For me, it is quite obvious that 10:00 is the first compulsory stop. It’s a bit like grandma’s 10 o’clock recipe, book under the arm and whoever deviates from it is immediately chastised. So, whether a novice or an advanced caster, this is how I start, rod at the water level and we go up slowly (slowly!) until 10:00. Of course before that, I took care to show them the ideal length of the line, the arm stretched vertically and the line touching the water. 10 o’clock is then the perfect position… Perfect for a few seconds, maybe even less?
My last student was not convinced at all.
I continue my diatribe by taking the line out of the water up to the knot with the leader to avoid having to tear the line out of the water and finally having the arm, and the rod, go over the vertical under the impulse. It is at this moment that I introduce the importance of avoiding all the parasitic movements, twisting of the body, movements of the wrist, rotation of the shoulder, etc.
I have started this way so many times that it is a long and quiet river.
But, no, for my student, his two courses and his own experience, nothing could be done. For 2 days, not only did he not stop at the sacrosanct 10 o’clock, but he continued to savagely rip the silk. Despite all this, his cast still regularly finished very well: a long loop closed enough to cross and a power to carry the fly.
In spey, it’s easy to show, you take the line out of the water to leave only the leader and you have to find the right balance, the minimum impulse to be able to move the nylon from its current position to the anchor position. Let’s forget about energy to create the D-Loop for a moment. The demonstration is simple, the recitation just as much, the line must hover just above the water and come to rest at the anchor. I show it, it’s very visual, the fly comes out of the water half a inch, hovers nicely and comes to rest taut nylon in its new position. The hollow at the top serves to fix it.
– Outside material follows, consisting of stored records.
mod state;

pub use state::AbsencesListState;

use crate::domain::a001_absences::calendar_export::export_row;
use crate::domain::a001_absences::projection::{AbsenceColumn, AbsenceRow};
use crate::shared::components::pagination_controls::PaginationControls;
use crate::shared::components::table::{SortableHeaderCell, TableHeaderCheckbox};
use crate::shared::config::{ExportConfig, TableConfig};
use crate::shared::ical::IcsEncoder;
use crate::shared::icons::icon;
use crate::shared::list_utils::sort_list;
use crate::shared::pagination::window;
use gloo_timers::callback::Timeout;
use leptos::prelude::*;
use state::create_state;
use thaw::*;

// Ведущая колонка аватара + чекбокс + данные + скачивание
const COLUMN_COUNT: usize = AbsenceColumn::ALL.len() + 3;

#[component]
pub fn AbsencesList(
    /// Строки, построенные один раз при старте
    rows: Vec<AbsenceRow>,
    /// Начальное состояние (сортировка и размер страницы из конфигурации)
    initial_state: AbsencesListState,
    table_config: TableConfig,
    export_config: ExportConfig,
) -> impl IntoView {
    let total_rows = rows.len();
    let rows = StoredValue::new(rows);
    let export_config = StoredValue::new(export_config);
    let state = create_state(initial_state);

    // Искусственная задержка загрузки; таймер отменяется при размонтировании
    let loading_timer = StoredValue::new_local(None::<Timeout>);
    if table_config.loading_delay_ms > 0 {
        let timeout = Timeout::new(table_config.loading_delay_ms, move || {
            state.update(|s| s.finish_loading());
        });
        loading_timer.set_value(Some(timeout));
    } else {
        state.update(|s| s.finish_loading());
    }
    on_cleanup(move || {
        loading_timer.update_value(|timer| {
            if let Some(timer) = timer.take() {
                timer.cancel();
            }
        });
    });

    let sort = Memo::new(move |_| state.with(|s| s.sort));
    let page = Memo::new(move |_| state.with(|s| s.page));

    let sorted_rows = Memo::new(move |_| {
        let sort = sort.get();
        log::debug!("Sorting by {} {}", sort.field.id(), sort.direction.as_str());
        rows.with_value(|rows| sort_list(rows, &sort))
    });

    let page_rows = Memo::new(move |_| {
        let page = page.get();
        sorted_rows.with(|rows| {
            let w = window(rows, page.index, page.size);
            (w.visible.to_vec(), w.padding)
        })
    });

    let num_selected = Signal::derive(move || state.with(|s| s.selection.len()));
    let checkbox_state =
        Signal::derive(move || state.with(|s| s.selection.checkbox_state(total_rows)));

    let toggle_all = move |check_all: bool| {
        rows.with_value(|rows| state.update(|s| s.toggle_all(check_all, rows)));
    };

    let on_export = move |row: AbsenceRow| {
        let result = export_config
            .with_value(|config| export_row(&row, total_rows, &IcsEncoder, config));
        match result {
            Ok(()) => state.update(|s| s.export_error = None),
            Err(e) => {
                log::error!("Failed to export absence #{}: {}", row.key, e);
                state.update(|s| s.export_error = Some(e.to_string()));
            }
        }
    };

    view! {
        <div class="absences-paper">
            <AbsencesToolbar total=total_rows num_selected=num_selected />

            {move || state.with(|s| s.export_error.clone()).map(|e| view! {
                <div class="alert alert--error" role="alert">
                    <span>{format!("Could not create the calendar file: {}", e)}</span>
                    <button
                        class="pagination-btn"
                        title="Dismiss"
                        on:click=move |_| state.update(|s| s.export_error = None)
                    >
                        {icon("x")}
                    </button>
                </div>
            })}

            <div class="table-wrapper" style="position: relative;">
                <Table attr:aria-labelledby="tableTitle" attr:style="min-width: 750px; width: 100%;">
                    <TableHeader>
                        <TableRow>
                            <TableHeaderCheckbox
                                state=checkbox_state
                                on_change=Callback::new(toggle_all)
                            />
                            <TableHeaderCell resizable=false min_width=48.0></TableHeaderCell>
                            {AbsenceColumn::ALL.into_iter().map(|column| view! {
                                <SortableHeaderCell
                                    label=column.label()
                                    active=Signal::derive(move || sort.get().is_active(column))
                                    direction=Signal::derive(move || sort.get().direction)
                                    on_sort=Callback::new(move |_| state.update(|s| s.request_sort(column)))
                                    align=column.align()
                                />
                            }).collect_view()}
                            <TableHeaderCell resizable=false min_width=80.0>"Download"</TableHeaderCell>
                        </TableRow>
                    </TableHeader>

                    <TableBody>
                        <For
                            each=move || page_rows.get().0
                            key=|row| row.key
                            children=move |row| {
                                let key = row.key;
                                let is_selected =
                                    Signal::derive(move || state.with(|s| s.selection.is_selected(&key)));
                                let row_for_export = row.clone();
                                let avatar = (!row.image.is_empty()).then(|| view! {
                                    <img class="table__avatar" src=row.image.clone() alt="avatar" />
                                });
                                view! {
                                    <TableRow
                                        attr:role="checkbox"
                                        attr:aria-checked=move || is_selected.get().to_string()
                                        attr:data-selected=move || is_selected.get().to_string()
                                    >
                                        <TableCell></TableCell>
                                        <TableCell>{avatar}</TableCell>
                                        <TableCell>
                                            <TableCellLayout truncate=true>
                                                <span id=format!("enhanced-table-name-{}", key)>{row.name.clone()}</span>
                                            </TableCellLayout>
                                        </TableCell>
                                        <TableCell attr:style="text-align: right; text-transform: capitalize;">
                                            {row.absence_type.clone()}
                                        </TableCell>
                                        <TableCell attr:style="text-align: right; width: 20%;">
                                            {row.period.clone()}
                                        </TableCell>
                                        <TableCell attr:style="text-align: right;">
                                            {row.member_note.clone()}
                                        </TableCell>
                                        <TableCell attr:style="text-align: right;">
                                            {row.status.as_str()}
                                        </TableCell>
                                        <TableCell attr:style="text-align: right; width: 20%;">
                                            {row.admitter_note.clone()}
                                        </TableCell>
                                        <TableCell attr:style="text-align: center;">
                                            <button
                                                class="table__download"
                                                title="Download iCal file"
                                                aria-label="Download iCal file"
                                                on:click=move |_| on_export(row_for_export.clone())
                                            >
                                                {icon("download")}
                                            </button>
                                        </TableCell>
                                    </TableRow>
                                }
                            }
                        />
                        {move || {
                            let padding = page_rows.with(|(_, padding)| *padding);
                            (padding > 0).then(|| {
                                let height = state.with(|s| s.padding_row_height()) * padding;
                                view! {
                                    <tr style=format!("height: {}px;", height)>
                                        <td colspan=COLUMN_COUNT.to_string()></td>
                                    </tr>
                                }
                            })
                        }}
                    </TableBody>
                </Table>

                <div
                    class="loader-container"
                    style=move || if state.with(|s| s.is_loading) { "display: grid;" } else { "display: none;" }
                >
                    <div class="lds-roller">
                        <div></div><div></div><div></div><div></div>
                        <div></div><div></div><div></div><div></div>
                    </div>
                </div>
            </div>

            <PaginationControls
                current_page=Signal::derive(move || page.get().index)
                total_count=total_rows
                page_size=Signal::derive(move || page.get().size)
                on_page_change=Callback::new(move |index| state.update(|s| s.go_to_page(index)))
                on_page_size_change=Callback::new(move |size| state.update(|s| s.change_page_size(size)))
                page_size_options=table_config.page_size_options.clone()
            />
        </div>

        <label class="dense-switch">
            <input
                type="checkbox"
                prop:checked=move || state.with(|s| s.dense)
                on:change=move |ev| {
                    let dense = event_target_checked(&ev);
                    state.update(|s| s.dense = dense);
                }
            />
            " Dense padding"
        </label>
    }
}

#[component]
fn AbsencesToolbar(
    total: usize,
    #[prop(into)]
    num_selected: Signal<usize>,
) -> impl IntoView {
    view! {
        <div class=move || {
            if num_selected.get() > 0 {
                "table-toolbar table-toolbar--selected"
            } else {
                "table-toolbar"
            }
        }>
            {move || {
                let selected = num_selected.get();
                if selected > 0 {
                    view! { <div class="table-toolbar__title">{format!("{} selected", selected)}</div> }.into_any()
                } else {
                    view! { <div class="table-toolbar__title" id="tableTitle">{format!("Absences ({})", total)}</div> }.into_any()
                }
            }}
        </div>
    }
}
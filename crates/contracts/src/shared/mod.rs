pub mod dataset;
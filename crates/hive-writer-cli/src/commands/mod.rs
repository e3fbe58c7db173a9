//! CLI command implementations.

pub mod run;
pub mod tables_info;
pub mod test_connection;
In traditional casting, the demonstration is more difficult. The speed between the water and 10h must be perfect to load the rod AND keep it loaded. The only purpose of stopping at 10 o’clock is to give the line time to come out of the water completely without letting the rod straighten. Finally, the acceleration between 10:00 and 12:00 must finish the job and use the weight of the line to load the rod forward to its maximum. At this point, all that remains is to stop the rod at noon to transfer the maximum of this energy in a spring effect towards the back. In the same way, the magic is to find the synchronization so that the rod goes from the front to the back and that all the time the line is extended, it keeps the maximum tension until the moment when all the line stretched to the back, we begin the movement towards the front which will reinforce the tension of the rod. A new stop, and the rod gives back all the power and throws the line and fly forward.
Going back to the course, what he didn’t understand was my insistence on talking about 10:00. How could this position solve the problem, regardless of the length of the line? In fact, he must have thought that since he had much more line than my ideal length, lifting the rod at 60 degrees couldn’t get it completely out of the water. So I had to reverse my talk and stop with the position and talk about dynamics. Lifting the rod to get the line out of the water at the right speed to keep the rod banded until a slight movement of the hand is all that is needed to lift the leader out of the water and begin the acceleration to the vertical.
It just so happens that all of this happens around 10:00 a.m., but that must be a coincidence.